Data excerpts
//! Logging advice.

use serde_json::Value;
use tracing::{debug, debug_span, trace, warn};

use super::Advice;
use crate::config::LoggingConfig;
use crate::error::Result;
use crate::invocation::Invocation;

/// Advice that wraps each call in a `tracing` span and logs its outcome.
///
/// Failures are logged at `warn` and re-raised unchanged.
#[derive(Debug, Clone, Default)]
pub struct Logging {
    log_arguments: bool,
}

impl Logging {
    pub fn new() -> Self {
        Self::default()
    }

    pub fn from_config(config: &LoggingConfig) -> Self {
        Self {
            log_arguments: config.log_arguments,
        }
    }

    /// Include encoded arguments in the entry event (at `trace`).
    pub fn with_arguments(mut self, enabled: bool) -> Self {
        self.log_arguments = enabled;
        self
    }
}

impl Advice for Logging {
    fn name(&self) -> &str {
        "logging"
    }

    fn execute(&self, invocation: &mut Invocation<'_>) -> Result<Value> {
        let span = debug_span!(
            "invocation",
            target_type = %invocation.type_info(),
            operation = %invocation.operation(),
        );
        let _guard = span.enter();

        if self.log_arguments {
            trace!(arguments = %invocation.arguments().key(), "Invocation started");
        } else {
            trace!(arity = invocation.arguments().len(), "Invocation started");
        }

        let result = invocation.proceed();

        match &result {
            Ok(_) => debug!("Invocation completed"),
            Err(e) => warn!(error = %e, "Invocation failed"),
        }
        result
    }
}
//! Proxy construction.
//!
//! [`ProxyFactory`] collects advisors and builds [`Proxy`] stand-ins for
//! targets. Two strategies exist:
//!
//! - **Contract-based**: the target is a trait object (`Arc<dyn Trait>`)
//!   declared with [`contract!`](crate::contract). The proxy implements the
//!   same trait and routes every trait operation through its advice chain.
//! - **Concrete** (subclass-based): the target is a concrete type declared
//!   with [`concrete!`](crate::concrete). The proxy wraps it and overrides
//!   its overridable operations. Sealed operations cannot be overridden, so
//!   building fails with [`InterceptError::UnproxyableOperation`].
//!
//! The strategy follows the target's descriptor: contract-based when one is
//! available, concrete otherwise.

mod descriptor;
mod introspect;

pub use descriptor::{Operation, Reflect, TypeDescriptor};
pub use introspect::{is_proxy, proxy_strategy, Introspect};

use std::collections::HashMap;
use std::fmt;
use std::sync::atomic::{AtomicU64, Ordering};
use std::sync::Arc;

use serde::de::DeserializeOwned;
use serde_json::Value;
use tracing::{debug, trace, warn};

use crate::advice::Advice;
use crate::chain::AdviceChain;
use crate::config::ProxyConfig;
use crate::error::{InterceptError, Result};
use crate::invocation::{decode, Arguments, OperationId, Shape, TypeInfo};
use crate::pointcut::Pointcut;
use crate::registry::{Advisor, AdvisorRegistry};

static NEXT_TARGET_ID: AtomicU64 = AtomicU64::new(1);

/// How a proxy stands in for its target.
#[derive(Debug, Clone, Copy, PartialEq, Eq, Hash)]
pub enum ProxyStrategy {
    /// Implements the target's contract.
    Contract,
    /// Wraps and overrides a concrete type.
    Concrete,
}

impl fmt::Display for ProxyStrategy {
    fn fmt(&self, f: &mut fmt::Formatter<'_>) -> fmt::Result {
        match self {
            ProxyStrategy::Contract => write!(f, "contract-based"),
            ProxyStrategy::Concrete => write!(f, "subclass-based"),
        }
    }
}

/// Registers advisors and builds proxies.
///
/// # Example
///
/// ```ignore
/// let mut factory = ProxyFactory::new();
/// factory
///     .add_advisor(Always, Timing::new())?
///     .add_advisor(NameMatch::new(["delete*"])?, AccessControl::new(flag))?;
///
/// let repo: Proxy<dyn Repository> = factory.build(repo)?;
/// ```
#[derive(Debug, Clone, Default)]
pub struct ProxyFactory {
    registry: AdvisorRegistry,
    config: ProxyConfig,
    frozen: bool,
}

impl ProxyFactory {
    pub fn new() -> Self {
        Self::default()
    }

    pub fn with_config(config: ProxyConfig) -> Self {
        Self {
            config,
            ..Self::default()
        }
    }

    pub fn config(&self) -> &ProxyConfig {
        &self.config
    }

    pub fn registry(&self) -> &AdvisorRegistry {
        &self.registry
    }

    /// Register a pointcut/advice pair after all previous advisors.
    pub fn add_advisor(
        &mut self,
        pointcut: impl Pointcut + 'static,
        advice: impl Advice + 'static,
    ) -> Result<&mut Self> {
        self.add(Advisor::new(pointcut, advice))
    }

    /// Register a prepared advisor.
    pub fn add(&mut self, advisor: Advisor) -> Result<&mut Self> {
        if self.frozen {
            warn!(advisor = %advisor.name(), "Rejected advisor on frozen factory");
            return Err(InterceptError::Frozen);
        }
        self.registry.register(advisor);
        Ok(self)
    }

    /// Reject further advisor registration.
    pub fn freeze(&mut self) {
        self.frozen = true;
    }

    pub fn is_frozen(&self) -> bool {
        self.frozen
    }

    /// Build a proxy for `target`.
    ///
    /// Every advisor's pointcut is evaluated here, once per operation; the
    /// matched chains are fixed for the proxy's lifetime.
    pub fn build<T: Reflect + ?Sized>(&self, target: Arc<T>) -> Result<Proxy<T>> {
        let (info, operations) = T::descriptor().into_parts();

        let strategy = match info.shape() {
            Shape::Contract if !self.config.proxy_target_class => ProxyStrategy::Contract,
            _ => ProxyStrategy::Concrete,
        };

        if strategy == ProxyStrategy::Concrete {
            if let Some(sealed) = operations.iter().find(|op| !op.is_overridable()) {
                warn!(
                    target_type = %info,
                    operation = %sealed.id(),
                    "Cannot proxy sealed operation"
                );
                return Err(InterceptError::UnproxyableOperation {
                    type_name: info.name().to_string(),
                    operation: sealed.id().to_string(),
                });
            }
        }

        let mut resolved = HashMap::with_capacity(operations.len());
        for operation in operations {
            let name = operation.id().name().to_string();
            let chain = AdviceChain::new(self.registry.matching(&info, operation.id()));
            trace!(
                target_type = %info,
                operation = %operation.id(),
                advices = ?chain,
                "Resolved advice chain"
            );
            if resolved
                .insert(name.clone(), ResolvedOperation { operation, chain })
                .is_some()
            {
                return Err(InterceptError::InvalidDescriptor {
                    type_name: info.name().to_string(),
                    reason: format!("duplicate operation '{}'", name),
                });
            }
        }

        let advised = resolved.values().filter(|r| !r.chain.is_empty()).count();
        debug!(
            target_type = %info,
            strategy = %strategy,
            operations = resolved.len(),
            advised,
            "Built proxy"
        );

        Ok(Proxy {
            id: NEXT_TARGET_ID.fetch_add(1, Ordering::Relaxed),
            target,
            info,
            strategy,
            operations: Arc::new(resolved),
        })
    }
}

struct ResolvedOperation<T: ?Sized> {
    operation: descriptor::Operation<T>,
    chain: AdviceChain,
}

/// A stand-in for a target that routes calls through advice chains.
///
/// Contract proxies (`Proxy<dyn Trait>`) implement the contract trait;
/// concrete proxies implement the operations trait generated by
/// [`concrete!`](crate::concrete). Both also accept dynamic calls through
/// [`invoke`](Self::invoke).
pub struct Proxy<T: ?Sized> {
    id: u64,
    target: Arc<T>,
    info: TypeInfo,
    strategy: ProxyStrategy,
    operations: Arc<HashMap<String, ResolvedOperation<T>>>,
}

impl<T: ?Sized> Proxy<T> {
    /// Call `operation` with encoded arguments.
    ///
    /// Operations without matching advice call the target directly.
    pub fn invoke(&self, operation: &str, arguments: Arguments) -> Result<Value> {
        let resolved =
            self.operations
                .get(operation)
                .ok_or_else(|| InterceptError::UnknownOperation {
                    type_name: self.info.name().to_string(),
                    operation: operation.to_string(),
                })?;

        resolved
            .chain
            .invoke_for(
                self.id,
                &self.info,
                resolved.operation.id(),
                arguments,
                |args| resolved.operation.invoke(&self.target, args),
            )
    }

    /// Call `operation` and decode its result.
    pub fn call<R: DeserializeOwned>(&self, operation: &str, arguments: Arguments) -> Result<R> {
        decode(self.invoke(operation, arguments)?)
    }

    /// Identity advices see through [`Invocation::target_id`](crate::Invocation::target_id).
    pub fn id(&self) -> u64 {
        self.id
    }

    pub fn strategy(&self) -> ProxyStrategy {
        self.strategy
    }

    pub fn type_info(&self) -> &TypeInfo {
        &self.info
    }

    /// The real target. Calls made on it bypass all advice.
    pub fn target(&self) -> &Arc<T> {
        &self.target
    }

    /// Identifiers of every proxied operation, sorted by name.
    pub fn operations(&self) -> Vec<&OperationId> {
        let mut ids: Vec<&OperationId> = self
            .operations
            .values()
            .map(|resolved| resolved.operation.id())
            .collect();
        ids.sort_by(|a, b| a.name().cmp(b.name()));
        ids
    }

    /// Names of the advices wrapping `operation`, outermost first.
    pub fn advice_names(&self, operation: &str) -> Option<Vec<String>> {
        self.operations
            .get(operation)
            .map(|resolved| resolved.chain.names())
    }

    /// Whether any advice applies to `operation`.
    pub fn is_advised(&self, operation: &str) -> bool {
        self.operations
            .get(operation)
            .is_some_and(|resolved| !resolved.chain.is_empty())
    }
}

impl<T: ?Sized> Clone for Proxy<T> {
    fn clone(&self) -> Self {
        Self {
            id: self.id,
            target: Arc::clone(&self.target),
            info: self.info.clone(),
            strategy: self.strategy,
            operations: Arc::clone(&self.operations),
        }
    }
}

impl<T: ?Sized> fmt::Debug for Proxy<T> {
    fn fmt(&self, f: &mut fmt::Formatter<'_>) -> fmt::Result {
        f.debug_struct("Proxy")
            .field("type", &self.info)
            .field("strategy", &self.strategy)
            .field("operations", &self.operations.len())
            .finish()
    }
}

Action item. Return every line of the data above in which "introspect" appears.

Solved exercise.
mod introspect;
pub use introspect::{is_proxy, proxy_strategy, Introspect};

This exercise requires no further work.